Cuma gecesi, Mısırlı hip hop üçlüsü Arabian Knightz grubundan MC Kareem Rush, turun son konserlerinden birinin verildiği Bristol’da sahne arkasında dinlenirken, tur organizatörleri onu, idolllerinden biri olan ve o sırada bir grup müzisyenle Led Zeppelin’in Keşmir şarkısını doğaçlama çalan
John Paul Jones’a katılmaya çağırdı.
Genç müzisyen "Bunu yaşadığıma inanamıyorum. Bazen insanlar sahnede birlikte çalmadan önce haftalarca prova yaparlar. Biz de burada bunu yaptık" dedi.
John Paul Jones, Keşmir şarkısının yarı Afrikalı, yarı küresel versiyonunu "çok ilginç ve iyi" bulduğunu söyledi.
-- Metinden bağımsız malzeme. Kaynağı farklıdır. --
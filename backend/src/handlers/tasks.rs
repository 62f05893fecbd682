use actix_web::{web, HttpResponse, Result};
use shared::{ApiError, ApiSuccess, CreateTaskRequest, UpdateTaskRequest};
use uuid::Uuid;

use crate::models::AppState;
use crate::services::{houses as house_service, tasks as task_service};

pub fn configure(cfg: &mut web::ServiceConfig) {
    cfg.service(
        web::scope("/tasks")
            .route("", web::get().to(list_tasks))
            .route("", web::post().to(create_task))
            .route("/{task_id}", web::get().to(get_task))
            .route("/{task_id}", web::put().to(update_task))
            .route("/{task_id}", web::delete().to(delete_task)),
    );
}

fn task_error_response(e: task_service::TaskError) -> HttpResponse {
    match e {
        task_service::TaskError::NotFound => HttpResponse::NotFound().json(ApiError {
            error: "not_found".to_string(),
            message: "Task not found".to_string(),
        }),
        task_service::TaskError::InvalidName
        | task_service::TaskError::InvalidPoints
        | task_service::TaskError::InvalidWeeklyMinimum => {
            HttpResponse::BadRequest().json(ApiError {
                error: "invalid_input".to_string(),
                message: e.to_string(),
            })
        }
        task_service::TaskError::DatabaseError(e) => {
            log::error!("Task database error: {:?}", e);
            HttpResponse::InternalServerError().json(ApiError {
                error: "internal_error".to_string(),
                message: "Task operation failed".to_string(),
            })
        }
    }
}

async fn list_tasks(
    state: web::Data<AppState>,
    req: actix_web::HttpRequest,
    path: web::Path<String>,
) -> Result<HttpResponse> {
    let user_id = match crate::middleware::auth::extract_user_id(&req, &state.config.jwt_secret) {
        Ok(id) => id,
        Err(_) => {
            return Ok(HttpResponse::Unauthorized().json(ApiError {
                error: "unauthorized".to_string(),
                message: "Invalid or missing token".to_string(),
            }));
        }
    };

    let house_id = match Uuid::parse_str(&path.into_inner()) {
        Ok(id) => id,
        Err(_) => {
            return Ok(HttpResponse::BadRequest().json(ApiError {
                error: "invalid_id".to_string(),
                message: "Invalid house ID format".to_string(),
            }));
        }
    };

    if !house_service::is_member(&state.db, &house_id, &user_id).await.unwrap_or(false) {
        return Ok(HttpResponse::Forbidden().json(ApiError {
            error: "forbidden".to_string(),
            message: "You are not a member of this house".to_string(),
        }));
    }

    match task_service::list_tasks(&state.db, &house_id).await {
        Ok(tasks) => Ok(HttpResponse::Ok().json(ApiSuccess::new(tasks))),
        Err(e) => Ok(task_error_response(e)),
    }
}

async fn create_task(
    state: web::Data<AppState>,
    req: actix_web::HttpRequest,
    path: web::Path<String>,
    body: web::Json<CreateTaskRequest>,
) -> Result<HttpResponse> {
    let user_id = match crate::middleware::auth::extract_user_id(&req, &state.config.jwt_secret) {
        Ok(id) => id,
        Err(_) => {
            return Ok(HttpResponse::Unauthorized().json(ApiError {
                error: "unauthorized".to_string(),
                message: "Invalid or missing token".to_string(),
            }));
        }
    };

    let house_id = match Uuid::parse_str(&path.into_inner()) {
        Ok(id) => id,
        Err(_) => {
            return Ok(HttpResponse::BadRequest().json(ApiError {
                error: "invalid_id".to_string(),
                message: "Invalid house ID format".to_string(),
            }));
        }
    };

    if !house_service::is_member(&state.db, &house_id, &user_id).await.unwrap_or(false) {
        return Ok(HttpResponse::Forbidden().json(ApiError {
            error: "forbidden".to_string(),
            message: "You are not a member of this house".to_string(),
        }));
    }

    match task_service::create_task(&state.db, &house_id, &body).await {
        Ok(task) => Ok(HttpResponse::Created().json(ApiSuccess::new(task))),
        Err(e) => Ok(task_error_response(e)),
    }
}

async fn get_task(
    state: web::Data<AppState>,
    req: actix_web::HttpRequest,
    path: web::Path<(String, String)>,
) -> Result<HttpResponse> {
    let user_id = match crate::middleware::auth::extract_user_id(&req, &state.config.jwt_secret) {
        Ok(id) => id,
        Err(_) => {
            return Ok(HttpResponse::Unauthorized().json(ApiError {
                error: "unauthorized".to_string(),
                message: "Invalid or missing token".to_string(),
            }));
        }
    };

    let (house_id, task_id) = path.into_inner();
    let (house_id, task_id) = match (Uuid::parse_str(&house_id), Uuid::parse_str(&task_id)) {
        (Ok(h), Ok(t)) => (h, t),
        _ => {
            return Ok(HttpResponse::BadRequest().json(ApiError {
                error: "invalid_id".to_string(),
                message: "Invalid ID format".to_string(),
            }));
        }
    };

    if !house_service::is_member(&state.db, &house_id, &user_id).await.unwrap_or(false) {
        return Ok(HttpResponse::Forbidden().json(ApiError {
            error: "forbidden".to_string(),
            message: "You are not a member of this house".to_string(),
        }));
    }

    match task_service::get_task(&state.db, &house_id, &task_id).await {
        Ok(Some(task)) => Ok(HttpResponse::Ok().json(ApiSuccess::new(task))),
        Ok(None) => Ok(HttpResponse::NotFound().json(ApiError {
            error: "not_found".to_string(),
            message: "Task not found".to_string(),
        })),
        Err(e) => Ok(task_error_response(e)),
    }
}

async fn update_task(
    state: web::Data<AppState>,
    req: actix_web::HttpRequest,
    path: web::Path<(String, String)>,
    body: web::Json<UpdateTaskRequest>,
) -> Result<HttpResponse> {
    let user_id = match crate::middleware::auth::extract_user_id(&req, &state.config.jwt_secret) {
        Ok(id) => id,
        Err(_) => {
            return Ok(HttpResponse::Unauthorized().json(ApiError {
                error: "unauthorized".to_string(),
                message: "Invalid or missing token".to_string(),
            }));
        }
    };

    let (house_id, task_id) = path.into_inner();
    let (house_id, task_id) = match (Uuid::parse_str(&house_id), Uuid::parse_str(&task_id)) {
        (Ok(h), Ok(t)) => (h, t),
        _ => {
            return Ok(HttpResponse::BadRequest().json(ApiError {
                error: "invalid_id".to_string(),
                message: "Invalid ID format".to_string(),
            }));
        }
    };

    if !house_service::is_member(&state.db, &house_id, &user_id).await.unwrap_or(false) {
        return Ok(HttpResponse::Forbidden().json(ApiError {
            error: "forbidden".to_string(),
            message: "You are not a member of this house".to_string(),
        }));
    }

    match task_service::update_task(&state.db, &house_id, &task_id, &body).await {
        Ok(task) => Ok(HttpResponse::Ok().json(ApiSuccess::new(task))),
        Err(e) => Ok(task_error_response(e)),
    }
}

async fn delete_task(
    state: web::Data<AppState>,
    req: actix_web::HttpRequest,
    path: web::Path<(String, String)>,
) -> Result<HttpResponse> {
    let user_id = match crate::middleware::auth::extract_user_id(&req, &state.config.jwt_secret) {
        Ok(id) => id,
        Err(_) => {
            return Ok(HttpResponse::Unauthorized().json(ApiError {
                error: "unauthorized".to_string(),
                message: "Invalid or missing token".to_string(),
            }));
        }
    };

    let (house_id, task_id) = path.into_inner();
    let (house_id, task_id) = match (Uuid::parse_str(&house_id), Uuid::parse_str(&task_id)) {
        (Ok(h), Ok(t)) => (h, t),
        _ => {
            return Ok(HttpResponse::BadRequest().json(ApiError {
                error: "invalid_id".to_string(),
                message: "Invalid ID format".to_string(),
            }));
        }
    };

    if !house_service::is_member(&state.db, &house_id, &user_id).await.unwrap_or(false) {
        return Ok(HttpResponse::Forbidden().json(ApiError {
            error: "forbidden".to_string(),
            message: "You are not a member of this house".to_string(),
        }));
    }

    match task_service::delete_task(&state.db, &house_id, &task_id).await {
        Ok(()) => Ok(HttpResponse::Ok().json(ApiSuccess::new("deleted"))),
        Err(e) => Ok(task_error_response(e)),
    }
}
BBC Afrika’ya yaptığı açıklamada Jones "ortamda enerji doluydu, bu da zihninizi açık tutuyor. Herkes burada olduğu için çok mutlu. Sadece müzik, çok eğlenceli" dedi.
İngiltere turu
Tren, Londra’ya varmadan önce, müzisyenleri İngiltere’de Milton Keynes, Stoke-on-Trent, Leeds, Middlesbrough, Glasgow, Manchester, Crewe, Cardiff ve Bristol – şehirlerine de götürdü.
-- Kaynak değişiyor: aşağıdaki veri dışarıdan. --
use actix_web::{web, HttpResponse, Result};
use chrono::{NaiveDate, Utc};
use serde::Deserialize;
use shared::{ApiError, ApiSuccess, CreateSwapRequest};
use uuid::Uuid;

use crate::models::AppState;
use crate::services::{houses as house_service, swaps as swap_service};

#[derive(Debug, Deserialize)]
struct ActiveSwapQuery {
    task_id: Uuid,
    week_start_date: NaiveDate,
    date: NaiveDate,
}

pub fn configure(cfg: &mut web::ServiceConfig) {
    cfg.service(
        web::scope("/swaps")
            .route("", web::post().to(create_swap))
            .route("/pending", web::get().to(list_pending))
            .route("/active", web::get().to(get_active))
            .route("/expire", web::post().to(expire_swaps))
            .route("/{swap_id}/accept", web::post().to(accept_swap))
            .route("/{swap_id}/reject", web::post().to(reject_swap)),
    );
}

fn swap_error_response(e: swap_service::SwapError) -> HttpResponse {
    match e {
        swap_service::SwapError::TaskNotFound | swap_service::SwapError::NotFound => {
            HttpResponse::NotFound().json(ApiError {
                error: "not_found".to_string(),
                message: e.to_string(),
            })
        }
        swap_service::SwapError::NotPending => HttpResponse::Conflict().json(ApiError {
            error: "conflict".to_string(),
            message: e.to_string(),
        }),
        swap_service::SwapError::NotRecipient => HttpResponse::Forbidden().json(ApiError {
            error: "forbidden".to_string(),
            message: e.to_string(),
        }),
        swap_service::SwapError::SelfSwap | swap_service::SwapError::InvalidSwapDate => {
            HttpResponse::BadRequest().json(ApiError {
                error: "invalid_input".to_string(),
                message: e.to_string(),
            })
        }
        swap_service::SwapError::DatabaseError(e) => {
            log::error!("Swap database error: {:?}", e);
            HttpResponse::InternalServerError().json(ApiError {
                error: "internal_error".to_string(),
                message: "Swap operation failed".to_string(),
            })
        }
    }
}

async fn create_swap(
    state: web::Data<AppState>,
    req: actix_web::HttpRequest,
    path: web::Path<String>,
    body: web::Json<CreateSwapRequest>,
) -> Result<HttpResponse> {
    let user_id = match crate::middleware::auth::extract_user_id(&req, &state.config.jwt_secret) {
        Ok(id) => id,
        Err(_) => {
            return Ok(HttpResponse::Unauthorized().json(ApiError {
                error: "unauthorized".to_string(),
                message: "Invalid or missing token".to_string(),
            }));
        }
    };

    let house_id = match Uuid::parse_str(&path.into_inner()) {
        Ok(id) => id,
        Err(_) => {
            return Ok(HttpResponse::BadRequest().json(ApiError {
                error: "invalid_id".to_string(),
                message: "Invalid house ID format".to_string(),
            }));
        }
    };

    if !house_service::is_member(&state.db, &house_id, &user_id).await.unwrap_or(false) {
        return Ok(HttpResponse::Forbidden().json(ApiError {
            error: "forbidden".to_string(),
            message: "You are not a member of this house".to_string(),
        }));
    }

    // The other side of the swap must live here too.
    if !house_service::is_member(&state.db, &house_id, &body.to_user_id).await.unwrap_or(false) {
        return Ok(HttpResponse::BadRequest().json(ApiError {
            error: "invalid_input".to_string(),
            message: "Recipient is not a member of this house".to_string(),
        }));
    }

    match swap_service::create_swap(&state.db, &house_id, &user_id, &body).await {
        Ok(swap) => Ok(HttpResponse::Created().json(ApiSuccess::new(swap))),
        Err(e) => Ok(swap_error_response(e)),
    }
}

async fn list_pending(
    state: web::Data<AppState>,
    req: actix_web::HttpRequest,
    path: web::Path<String>,
) -> Result<HttpResponse> {
    let user_id = match crate::middleware::auth::extract_user_id(&req, &state.config.jwt_secret) {
        Ok(id) => id,
        Err(_) => {
            return Ok(HttpResponse::Unauthorized().json(ApiError {
                error: "unauthorized".to_string(),
                message: "Invalid or missing token".to_string(),
            }));
        }
    };

    let house_id = match Uuid::parse_str(&path.into_inner()) {
        Ok(id) => id,
        Err(_) => {
            return Ok(HttpResponse::BadRequest().json(ApiError {
                error: "invalid_id".to_string(),
                message: "Invalid house ID format".to_string(),
            }));
        }
    };

    if !house_service::is_member(&state.db, &house_id, &user_id).await.unwrap_or(false) {
        return Ok(HttpResponse::Forbidden().json(ApiError {
            error: "forbidden".to_string(),
            message: "You are not a member of this house".to_string(),
        }));
    }

    match swap_service::list_pending_swaps(&state.db, &house_id, &user_id).await {
        Ok(swaps) => Ok(HttpResponse::Ok().json(ApiSuccess::new(swaps))),
        Err(e) => Ok(swap_error_response(e)),
    }
}

async fn get_active(
    state: web::Data<AppState>,
    req: actix_web::HttpRequest,
    path: web::Path<String>,
    query: web::Query<ActiveSwapQuery>,
) -> Result<HttpResponse> {
    let user_id = match crate::middleware::auth::extract_user_id(&req, &state.config.jwt_secret) {
        Ok(id) => id,
        Err(_) => {
            return Ok(HttpResponse::Unauthorized().json(ApiError {
                error: "unauthorized".to_string(),
                message: "Invalid or missing token".to_string(),
            }));
        }
    };

    let house_id = match Uuid::parse_str(&path.into_inner()) {
        Ok(id) => id,
        Err(_) => {
            return Ok(HttpResponse::BadRequest().json(ApiError {
                error: "invalid_id".to_string(),
                message: "Invalid house ID format".to_string(),
            }));
        }
    };

    if !house_service::is_member(&state.db, &house_id, &user_id).await.unwrap_or(false) {
        return Ok(HttpResponse::Forbidden().json(ApiError {
            error: "forbidden".to_string(),
            message: "You are not a member of this house".to_string(),
        }));
    }

    // Sweep aged-out temporary swaps first so the answer reflects today.
    let today = Utc::now().date_naive();
    if let Err(e) = swap_service::expire_temporary_swaps(&state.db, &house_id, today).await {
        return Ok(swap_error_response(e));
    }

    match swap_service::get_active_swap_for_task(
        &state.db,
        &house_id,
        &query.task_id,
        query.week_start_date,
        query.date,
    )
    .await
    {
        Ok(swap) => Ok(HttpResponse::Ok().json(ApiSuccess::new(swap))),
        Err(e) => Ok(swap_error_response(e)),
    }
}

/// Expire aged-out temporary swaps. Meant for a periodic caller; the active
/// lookup also sweeps, so this only has to run often enough for listings.
async fn expire_swaps(
    state: web::Data<AppState>,
    req: actix_web::HttpRequest,
    path: web::Path<String>,
) -> Result<HttpResponse> {
    let user_id = match crate::middleware::auth::extract_user_id(&req, &state.config.jwt_secret) {
        Ok(id) => id,
        Err(_) => {
            return Ok(HttpResponse::Unauthorized().json(ApiError {
                error: "unauthorized".to_string(),
                message: "Invalid or missing token".to_string(),
            }));
        }
    };

    let house_id = match Uuid::parse_str(&path.into_inner()) {
        Ok(id) => id,
        Err(_) => {
            return Ok(HttpResponse::BadRequest().json(ApiError {
                error: "invalid_id".to_string(),
                message: "Invalid house ID format".to_string(),
            }));
        }
    };

    if !house_service::is_member(&state.db, &house_id, &user_id).await.unwrap_or(false) {
        return Ok(HttpResponse::Forbidden().json(ApiError {
            error: "forbidden".to_string(),
            message: "You are not a member of this house".to_string(),
        }));
    }

    let today = Utc::now().date_naive();
    match swap_service::expire_temporary_swaps(&state.db, &house_id, today).await {
        Ok(expired) => Ok(HttpResponse::Ok().json(ApiSuccess::new(expired))),
        Err(e) => Ok(swap_error_response(e)),
    }
}

async fn accept_swap(
    state: web::Data<AppState>,
    req: actix_web::HttpRequest,
    path: web::Path<(String, String)>,
) -> Result<HttpResponse> {
    respond(state, req, path, true).await
}

async fn reject_swap(
    state: web::Data<AppState>,
    req: actix_web::HttpRequest,
    path: web::Path<(String, String)>,
) -> Result<HttpResponse> {
    respond(state, req, path, false).await
}

async fn respond(
    state: web::Data<AppState>,
    req: actix_web::HttpRequest,
    path: web::Path<(String, String)>,
    accept: bool,
) -> Result<HttpResponse> {
    let user_id = match crate::middleware::auth::extract_user_id(&req, &state.config.jwt_secret) {
        Ok(id) => id,
        Err(_) => {
            return Ok(HttpResponse::Unauthorized().json(ApiError {
                error: "unauthorized".to_string(),
                message: "Invalid or missing token".to_string(),
            }));
        }
    };

    let (house_id, swap_id) = path.into_inner();
    let (house_id, swap_id) = match (Uuid::parse_str(&house_id), Uuid::parse_str(&swap_id)) {
        (Ok(h), Ok(s)) => (h, s),
        _ => {
            return Ok(HttpResponse::BadRequest().json(ApiError {
                error: "invalid_id".to_string(),
                message: "Invalid ID format".to_string(),
            }));
        }
    };

    if !house_service::is_member(&state.db, &house_id, &user_id).await.unwrap_or(false) {
        return Ok(HttpResponse::Forbidden().json(ApiError {
            error: "forbidden".to_string(),
            message: "You are not a member of this house".to_string(),
        }));
    }

    match swap_service::get_swap(&state.db, &swap_id).await {
        Ok(Some(swap)) if swap.house_id == house_id => {}
        Ok(_) => {
            return Ok(HttpResponse::NotFound().json(ApiError {
                error: "not_found".to_string(),
                message: "Swap not found".to_string(),
            }));
        }
        Err(e) => return Ok(swap_error_response(e)),
    }

    match swap_service::respond_to_swap(&state.db, &swap_id, &user_id, accept).await {
        Ok(swap) => Ok(HttpResponse::Ok().json(ApiSuccess::new(swap))),
        Err(e) => Ok(swap_error_response(e)),
    }
}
Bu ilginç tren istasyonlarda durduğunda ve içinden bu harika müzisyenler indiğinde, insanların yüzlerindeki ifade görülmeye değerdi.
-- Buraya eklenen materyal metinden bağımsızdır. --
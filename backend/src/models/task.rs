use chrono::{DateTime, Utc};
use serde::{Deserialize, Serialize};
use sqlx::FromRow;
use uuid::Uuid;

/// Database model for tasks
#[derive(Debug, Clone, FromRow, Serialize, Deserialize)]
pub struct TaskRow {
    pub id: String,
    pub house_id: String,
    pub name: String,
    pub points: i64,
    pub frequency: String,
    pub weekly_minimum: Option<i64>,
    pub created_at: DateTime<Utc>,
    pub updated_at: DateTime<Utc>,
}

impl TaskRow {
    pub fn to_shared(&self) -> shared::Task {
        shared::Task {
            id: Uuid::parse_str(&self.id).unwrap(),
            house_id: Uuid::parse_str(&self.house_id).unwrap(),
            name: self.name.clone(),
            points: self.points,
            frequency: self.frequency.parse().unwrap_or(shared::TaskFrequency::Weekly),
            weekly_minimum: self.weekly_minimum,
            created_at: self.created_at,
            updated_at: self.updated_at,
        }
    }
}

#[cfg(test)]
mod tests {
    use super::*;

    #[test]
    fn test_task_row_to_shared() {
        let now = Utc::now();
        let id = Uuid::new_v4();
        let house_id = Uuid::new_v4();

        let row = TaskRow {
            id: id.to_string(),
            house_id: house_id.to_string(),
            name: "Dishes".to_string(),
            points: 5,
            frequency: "daily".to_string(),
            weekly_minimum: None,
            created_at: now,
            updated_at: now,
        };

        let shared = row.to_shared();

        assert_eq!(shared.id, id);
        assert_eq!(shared.house_id, house_id);
        assert_eq!(shared.frequency, shared::TaskFrequency::Daily);
        assert_eq!(shared.points, 5);
    }
}
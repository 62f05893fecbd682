use chrono::{DateTime, Utc};
use serde::{Deserialize, Serialize};
use sqlx::FromRow;
use uuid::Uuid;

/// Database model for users
#[derive(Debug, Clone, FromRow, Serialize, Deserialize)]
pub struct UserRow {
    pub id: String,
    pub email: String,
    pub name: Option<String>,
    pub created_at: DateTime<Utc>,
}

impl UserRow {
    pub fn to_shared(&self) -> shared::User {
        shared::User {
            id: Uuid::parse_str(&self.id).unwrap(),
            email: self.email.clone(),
            name: self.name.clone(),
            created_at: self.created_at,
        }
    }
}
Müzisyenler okullarda, toplum merkezlerinde, parklarda ve diğer alanlarda birçok etkinliğe katıldılar.
Birçok kişi bu turla ilk defa Afrika müziği ile tanıştı. Glasgow’da iki genç kız alana İngiltere’den genç rapçileri görmeye gittiklerini ancak Afrika müziğinden çok etkilendiklerini söyledi.
Onları gördüğümüzde konser alanında bir tabelaya sevdikleri Afrikalı müzisyenlerin isimlerini yazıyorlardı.
Afrika Ekspresi’inin kurucularından Ian Birell "Her gece birbirinden farklı bir şekilde muhteşem geçti. Katılan müzisyenlerin yetenekleri inanılmazdı. Birlikte çalmak, söylemek ya da fikirlerini paylaşmak için biraraya gelmeleri çok ilham vericiydi" dedi.
Tren, King’s Cross istasyonuna yaklaşırken, sanatçılar birbirleriyle kucaklaşıp, iletişim bilgilerini alıyorlardı.
Genç müzisyenlerin bir kısmı BBC’ye bu turun hayatlarını değiştirdiğini söyledi. Bazıları albümleri için birlikte çalışmak ya da birlikte Afrika’ya gitmek gibi planlar yapmaya başladılar bile.
Afrika Ekspresi son durağına ulaşmış olabilir ancak projenin yarattığı mükemmel enerji daha uzun süre devam edecek.